In 1990, Loudoun’s population was 88% White and 7% Black. Now, the county is 53% White, 22% Asian and Pacific Islander, 14% Hispanic and 7.5% Black.
“My neighbors are Indian, Vietnamese, Korean, and I’m Chinese,” Van Fleet said.
There is, in Van Fleet’s view, a downside to the Loudoun population boom: a giant shift to Democrats.
“Very much so,” she said. “That bothers me, yes.”
George W. Bush won Loudoun County with 56% of the vote in 2004. In 2020, Trump received just 37%. Youngkin did not carry the county in his 2021 gubernatorial win, but margins matter: His 44% in Loudoun County was a big improvement from Trump’s share.

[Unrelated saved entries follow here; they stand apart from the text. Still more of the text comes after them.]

use github_provider::{GitHubProvider, diag::Diagnostics};
use serde_json::{Value, json};

fn validate(type_name: &str, config: Value) -> Diagnostics {
    GitHubProvider::new().validate_resource_config(type_name, &config)
}

fn attributes_in_error(diags: &Diagnostics) -> Vec<String> {
    diags.iter().filter_map(|d| d.attribute.clone()).collect()
}

#[test]
fn repository_config_is_accepted() {
    let diags = validate(
        "github_repository",
        json!({
            "name": "widgets",
            "description": "Widget factory",
            "visibility": "private",
            "topics": ["rust", "infra"]
        }),
    );
    assert!(!diags.has_error(), "{diags:?}");
}

#[test]
fn repository_name_and_visibility_are_checked() {
    let diags = validate("github_repository", json!({"name": "no spaces allowed", "visibility": "hidden"}));
    let attrs = attributes_in_error(&diags);
    assert!(attrs.contains(&"name".to_string()), "{diags:?}");
    assert!(attrs.contains(&"visibility".to_string()), "{diags:?}");
}

#[test]
fn computed_attributes_cannot_be_configured() {
    let diags = validate("github_repository", json!({"name": "widgets", "full_name": "acme/widgets"}));
    assert_eq!(attributes_in_error(&diags), vec!["full_name".to_string()]);
}

#[test]
fn missing_required_attribute_is_reported() {
    let diags = validate("github_branch", json!({"branch": "feature"}));
    assert!(attributes_in_error(&diags).contains(&"repository".to_string()));
}

#[test]
fn secret_values_conflict() {
    let diags = validate(
        "github_actions_secret",
        json!({
            "repository": "widgets",
            "secret_name": "DEPLOY_KEY",
            "plaintext_value": "hunter2",
            "encrypted_value": "aHVudGVyMg=="
        }),
    );
    assert!(diags.has_error());
}

#[test]
fn secret_names_cannot_use_reserved_prefix() {
    let diags = validate(
        "github_actions_secret",
        json!({"repository": "widgets", "secret_name": "GITHUB_TOKEN", "plaintext_value": "x"}),
    );
    assert_eq!(attributes_in_error(&diags), vec!["secret_name".to_string()]);

    let diags = validate(
        "github_actions_secret",
        json!({"repository": "widgets", "secret_name": "1PASSWORD", "plaintext_value": "x"}),
    );
    assert!(diags.has_error());
}

#[test]
fn team_privacy_is_restricted() {
    let diags = validate("github_team", json!({"name": "platform", "privacy": "public"}));
    assert_eq!(attributes_in_error(&diags), vec!["privacy".to_string()]);
}

#[test]
fn environment_limits_reviewers_and_policy_flags() {
    let diags = validate(
        "github_repository_environment",
        json!({
            "repository": "widgets",
            "environment": "production",
            "reviewer_users": [1, 2, 3, 4],
            "reviewer_teams": [5, 6, 7],
            "protected_branches": true,
            "custom_branch_policies": true
        }),
    );
    let attrs = attributes_in_error(&diags);
    assert!(attrs.contains(&"reviewer_users".to_string()), "{diags:?}");
    assert!(attrs.contains(&"protected_branches".to_string()), "{diags:?}");

    let diags = validate(
        "github_repository_environment",
        json!({"repository": "widgets", "environment": "staging", "wait_timer": 50000}),
    );
    assert_eq!(attributes_in_error(&diags), vec!["wait_timer".to_string()]);
}

#[test]
fn label_color_must_be_hex() {
    let diags = validate("github_issue_label", json!({"repository": "widgets", "name": "bug", "color": "red"}));
    assert_eq!(attributes_in_error(&diags), vec!["color".to_string()]);

    let diags = validate("github_issue_label", json!({"repository": "widgets", "name": "bug", "color": "d73a4a"}));
    assert!(!diags.has_error(), "{diags:?}");
}

#[test]
fn data_source_config_is_validated() {
    let provider = GitHubProvider::new();
    let diags = provider.validate_data_source_config("github_repository", &json!({"full_name": "acme/widgets"}));
    assert!(!diags.has_error(), "{diags:?}");

    let diags = provider.validate_data_source_config("github_branch", &json!({"repository": "widgets"}));
    assert!(diags.has_error());
}
//! Actions lookups: the sealing key, secret and variable listings, OIDC templates.

use anyhow::Context;
use async_trait::async_trait;
use serde::{Deserialize, Serialize};

use crate::{
    datasources::repo_target,
    diag::Diagnostics,
    github_ext::actions::{ActionsExt, ActionsScope},
    resource::{DataSource, ProviderData},
    schema::{Attribute, Kind, Schema, Validator},
};

fn repo_inputs(schema: Schema) -> Schema {
    schema
        .attr(
            "name",
            Attribute::optional_string().validate(Validator::ConflictsWith(&["full_name"])),
        )
        .attr("full_name", Attribute::optional_string())
}

fn require_repo(name: &Option<String>, full_name: &Option<String>, diags: &mut Diagnostics) {
    if name.is_none() && full_name.is_none() {
        diags.attribute_error("name", "Missing attribute", "One of name or full_name must be set");
    }
}

#[derive(Debug, Default, Serialize, Deserialize)]
#[serde(default)]
pub struct PublicKeyDataModel {
    pub repository: String,
    pub key_id: Option<String>,
    pub key: Option<String>,
    pub id: Option<String>,
}

pub struct PublicKeyDataSource;

#[async_trait]
impl DataSource for PublicKeyDataSource {
    type Model = PublicKeyDataModel;

    const TYPE_NAME: &'static str = "github_actions_public_key";

    fn schema(&self) -> Schema {
        Schema::new("The public key used to encrypt a repository's Actions secrets.")
            .attr("repository", Attribute::required_string())
            .attr("key_id", Attribute::computed_string())
            .attr("key", Attribute::computed_string())
            .attr("id", Attribute::computed_string())
    }

    async fn read(&self, data: &ProviderData, mut config: PublicKeyDataModel) -> anyhow::Result<PublicKeyDataModel> {
        let scope = ActionsScope::Repo {
            owner: &data.owner,
            repo: &config.repository,
        };
        let key = data
            .client
            .get_public_key(scope)
            .await
            .with_context(|| format!("Failed to read the Actions public key of {}/{}", data.owner, config.repository))?;
        config.id = Some(key.key_id.clone());
        config.key_id = Some(key.key_id);
        config.key = Some(key.key);
        Ok(config)
    }
}

#[derive(Debug, Clone, Default, PartialEq, Serialize, Deserialize)]
pub struct SecretSummary {
    pub name: String,
    pub created_at: String,
    pub updated_at: String,
    #[serde(default, skip_serializing_if = "Option::is_none")]
    pub visibility: Option<String>,
}

#[derive(Debug, Default, Serialize, Deserialize)]
#[serde(default)]
pub struct SecretsDataModel {
    pub name: Option<String>,
    pub full_name: Option<String>,
    pub secrets: Vec<SecretSummary>,
    pub id: Option<String>,
}

pub struct SecretsDataSource;

#[async_trait]
impl DataSource for SecretsDataSource {
    type Model = SecretsDataModel;

    const TYPE_NAME: &'static str = "github_actions_secrets";

    fn schema(&self) -> Schema {
        repo_inputs(Schema::new("Lists a repository's Actions secrets. Values are never returned."))
            .attr(
                "secrets",
                Attribute::computed(Kind::list_of(Kind::object(&[
                    ("name", Kind::String),
                    ("created_at", Kind::String),
                    ("updated_at", Kind::String),
                ]))),
            )
            .attr("id", Attribute::computed_string())
    }

    fn validate(&self, model: &SecretsDataModel, diags: &mut Diagnostics) {
        require_repo(&model.name, &model.full_name, diags);
    }

    async fn read(&self, data: &ProviderData, mut config: SecretsDataModel) -> anyhow::Result<SecretsDataModel> {
        let (owner, repo) = repo_target(&data.owner, config.name.as_deref(), config.full_name.as_deref())?;
        let secrets = data
            .client
            .list_secrets(ActionsScope::Repo { owner, repo })
            .await
            .with_context(|| format!("Failed to list secrets of {owner}/{repo}"))?;
        let id = format!("{owner}/{repo}");

        config.secrets = secrets
            .into_iter()
            .map(|s| SecretSummary {
                name: s.name,
                created_at: s.created_at,
                updated_at: s.updated_at,
                visibility: None,
            })
            .collect();
        config.id = Some(id);
        Ok(config)
    }
}

#[derive(Debug, Clone, Default, PartialEq, Serialize, Deserialize)]
pub struct VariableSummary {
    pub name: String,
    pub value: String,
    pub created_at: String,
    pub updated_at: String,
}

#[derive(Debug, Default, Serialize, Deserialize)]
#[serde(default)]
pub struct VariablesDataModel {
    pub name: Option<String>,
    pub full_name: Option<String>,
    pub variables: Vec<VariableSummary>,
    pub id: Option<String>,
}

pub struct VariablesDataSource;

#[async_trait]
impl DataSource for VariablesDataSource {
    type Model = VariablesDataModel;

    const TYPE_NAME: &'static str = "github_actions_variables";

    fn schema(&self) -> Schema {
        repo_inputs(Schema::new("Lists a repository's Actions variables."))
            .attr(
                "variables",
                Attribute::computed(Kind::list_of(Kind::object(&[
                    ("name", Kind::String),
                    ("value", Kind::String),
                    ("created_at", Kind::String),
                    ("updated_at", Kind::String),
                ]))),
            )
            .attr("id", Attribute::computed_string())
    }

    fn validate(&self, model: &VariablesDataModel, diags: &mut Diagnostics) {
        require_repo(&model.name, &model.full_name, diags);
    }

    async fn read(&self, data: &ProviderData, mut config: VariablesDataModel) -> anyhow::Result<VariablesDataModel> {
        let (owner, repo) = repo_target(&data.owner, config.name.as_deref(), config.full_name.as_deref())?;
        let variables = data
            .client
            .list_variables(ActionsScope::Repo { owner, repo })
            .await
            .with_context(|| format!("Failed to list variables of {owner}/{repo}"))?;
        let id = format!("{owner}/{repo}");

        config.variables = variables
            .into_iter()
            .map(|v| VariableSummary {
                name: v.name,
                value: v.value,
                created_at: v.created_at,
                updated_at: v.updated_at,
            })
            .collect();
        config.id = Some(id);
        Ok(config)
    }
}

#[derive(Debug, Default, Serialize, Deserialize)]
#[serde(default)]
pub struct OrgSecretsDataModel {
    pub secrets: Vec<SecretSummary>,
    pub id: Option<String>,
}

pub struct OrgSecretsDataSource;

#[async_trait]
impl DataSource for OrgSecretsDataSource {
    type Model = OrgSecretsDataModel;

    const TYPE_NAME: &'static str = "github_actions_organization_secrets";

    fn schema(&self) -> Schema {
        Schema::new("Lists the configured organization's Actions secrets.")
            .attr(
                "secrets",
                Attribute::computed(Kind::list_of(Kind::object(&[
                    ("name", Kind::String),
                    ("visibility", Kind::String),
                    ("created_at", Kind::String),
                    ("updated_at", Kind::String),
                ]))),
            )
            .attr("id", Attribute::computed_string())
    }

    async fn read(&self, data: &ProviderData, mut config: OrgSecretsDataModel) -> anyhow::Result<OrgSecretsDataModel> {
        let org = data.org(Self::TYPE_NAME)?;
        let secrets = data
            .client
            .list_secrets(ActionsScope::Org { org })
            .await
            .with_context(|| format!("Failed to list organization secrets of {org}"))?;

        config.secrets = secrets
            .into_iter()
            .map(|s| SecretSummary {
                name: s.name,
                created_at: s.created_at,
                updated_at: s.updated_at,
                visibility: s.visibility,
            })
            .collect();
        config.id = Some(org.to_string());
        Ok(config)
    }
}

#[derive(Debug, Default, Serialize, Deserialize)]
#[serde(default)]
pub struct RepoOidcTemplateDataModel {
    pub name: String,
    pub use_default: Option<bool>,
    pub include_claim_keys: Vec<String>,
    pub id: Option<String>,
}

pub struct RepoOidcTemplateDataSource;

#[async_trait]
impl DataSource for RepoOidcTemplateDataSource {
    type Model = RepoOidcTemplateDataModel;

    const TYPE_NAME: &'static str = "github_actions_repository_oidc_subject_claim_customization_template";

    fn schema(&self) -> Schema {
        Schema::new("A repository's OIDC subject claim template.")
            .attr("name", Attribute::required_string().describe("The repository name."))
            .attr("use_default", Attribute::computed(Kind::Bool))
            .attr("include_claim_keys", Attribute::computed(Kind::list_of(Kind::String)))
            .attr("id", Attribute::computed_string())
    }

    async fn read(&self, data: &ProviderData, mut config: RepoOidcTemplateDataModel) -> anyhow::Result<RepoOidcTemplateDataModel> {
        let claim = data
            .client
            .get_repo_oidc_subject_claim(&data.owner, &config.name)
            .await
            .with_context(|| format!("Failed to read the OIDC subject claim template of {}/{}", data.owner, config.name))?;
        config.id = Some(config.name.clone());
        config.use_default = Some(claim.use_default.unwrap_or(true));
        config.include_claim_keys = claim.include_claim_keys.unwrap_or_default();
        Ok(config)
    }
}

#[derive(Debug, Default, Serialize, Deserialize)]
#[serde(default)]
pub struct OrgOidcTemplateDataModel {
    pub include_claim_keys: Vec<String>,
    pub id: Option<String>,
}

pub struct OrgOidcTemplateDataSource;

#[async_trait]
impl DataSource for OrgOidcTemplateDataSource {
    type Model = OrgOidcTemplateDataModel;

    const TYPE_NAME: &'static str = "github_actions_organization_oidc_subject_claim_customization_template";

    fn schema(&self) -> Schema {
        Schema::new("The configured organization's OIDC subject claim template.")
            .attr("include_claim_keys", Attribute::computed(Kind::list_of(Kind::String)))
            .attr("id", Attribute::computed_string())
    }

    async fn read(&self, data: &ProviderData, mut config: OrgOidcTemplateDataModel) -> anyhow::Result<OrgOidcTemplateDataModel> {
        let org = data.org(Self::TYPE_NAME)?;
        let claim = data
            .client
            .get_org_oidc_subject_claim(org)
            .await
            .with_context(|| format!("Failed to read the OIDC subject claim template of {org}"))?;
        config.include_claim_keys = claim.include_claim_keys.unwrap_or_default();
        config.id = Some(org.to_string());
        Ok(config)
    }
}

#[cfg(test)]
mod tests {
    use super::*;

    #[test]
    fn repo_listing_needs_a_repository() {
        let mut diags = Diagnostics::new();
        SecretsDataSource.validate(&SecretsDataModel::default(), &mut diags);
        assert!(diags.has_error());

        let mut diags = Diagnostics::new();
        let model = VariablesDataModel {
            full_name: Some("octo/widgets".into()),
            ..Default::default()
        };
        VariablesDataSource.validate(&model, &mut diags);
        assert!(!diags.has_error());
    }

    #[test]
    fn repo_secret_summaries_omit_visibility() {
        let summary = SecretSummary {
            name: "TOKEN".into(),
            created_at: "2019-08-10T14:59:22Z".into(),
            updated_at: "2020-01-10T14:59:22Z".into(),
            visibility: None,
        };
        let value = serde_json::to_value(summary).unwrap();
        assert!(value.get("visibility").is_none());
    }
}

Youngkin boosters frame the governor as a model for a post-Trump Republican Party. To that end, the governor has been all-in this year in encouraging early voting, something the former president has for years ridiculed as corrupt and a waste of time.
“I think we have had great success,” Youngkin told CNN in response to a question about trying to leave the Trump approach behind. “We started behind because the Democrats had started embracing early voting a long time ago, and we’ve made real progress against that.”
Mees is one registered Republican who voted early.
But she backed Democratic state Senate candidate Russet Perry for the same reasons she stopped voting Republican for president nearly two decades ago.
“Abortion and guns, those were the two for me,” Mees said.
The Republican nominee in the newly drawn Loudoun County district is Juan Pablo Segura, the son of a billionaire whose ads portray Perry, a former county prosecutor, as soft on crime.
“I get tons of stuff,” Gladys Burke said when asked about the millions spent on ads, mailers and text messages in the Perry-Segura contest.
A South Carolina native, Burke is part of Loudoun’s big change – and part of the challenge Republicans face in appealing to potential swing voters.
Burke, who is Black, owns a promotional products business in downtown Leesburg. She is an independent but votes predominantly for Democrats.
“I feel like the Democrats have done more for the masses, for the poor people,” Burke said.
She did not vote for Youngkin and dislikes his education policy because she believes it has led to “this thing about not teaching Black history in the schools.”
But she has not decided how to vote for state Senate.
“I don’t know that I have ever been this torn before,” Burke told CNN.
“Absolutely, yeah,” she answered when asked if she is open to some restrictions on abortion access. “I don’t know about the 15 weeks. I don’t know what weeks it should be at. But I like those exceptions.”
On the flipside, she worries about Youngkin and Republicans having too much power if they win majorities in both the state House and Senate.
“The Republican Party being so far right on race relations is a difficult one,” Burke said. “It’s like, yes, you might be right on this issue for me, but you’re wrong on this other issue for me.”
Even if she votes Republican in her state Senate race, Burke said Youngkin is mistaken when he predicts he can help flip Virginia back to Republican red in the 2024 presidential election.
“Biden, Biden, Biden,” she said. “I think he has done a great job.”
Burke shakes her head no at the idea that Youngkin could make a viable late entry into the 2024 GOP presidential race if his party wins big in the legislative contests Tuesday.
Kulak, the conservative mom in Henrico County, also thinks a 2024 Youngkin run would be a mistake. But for a very different reason.
“I don’t really think anyone really should go up against Trump right now,” she said.
“I think that the popular polls, he’s got the vote.”
Her message to Youngkin: “Wait. I would wait.”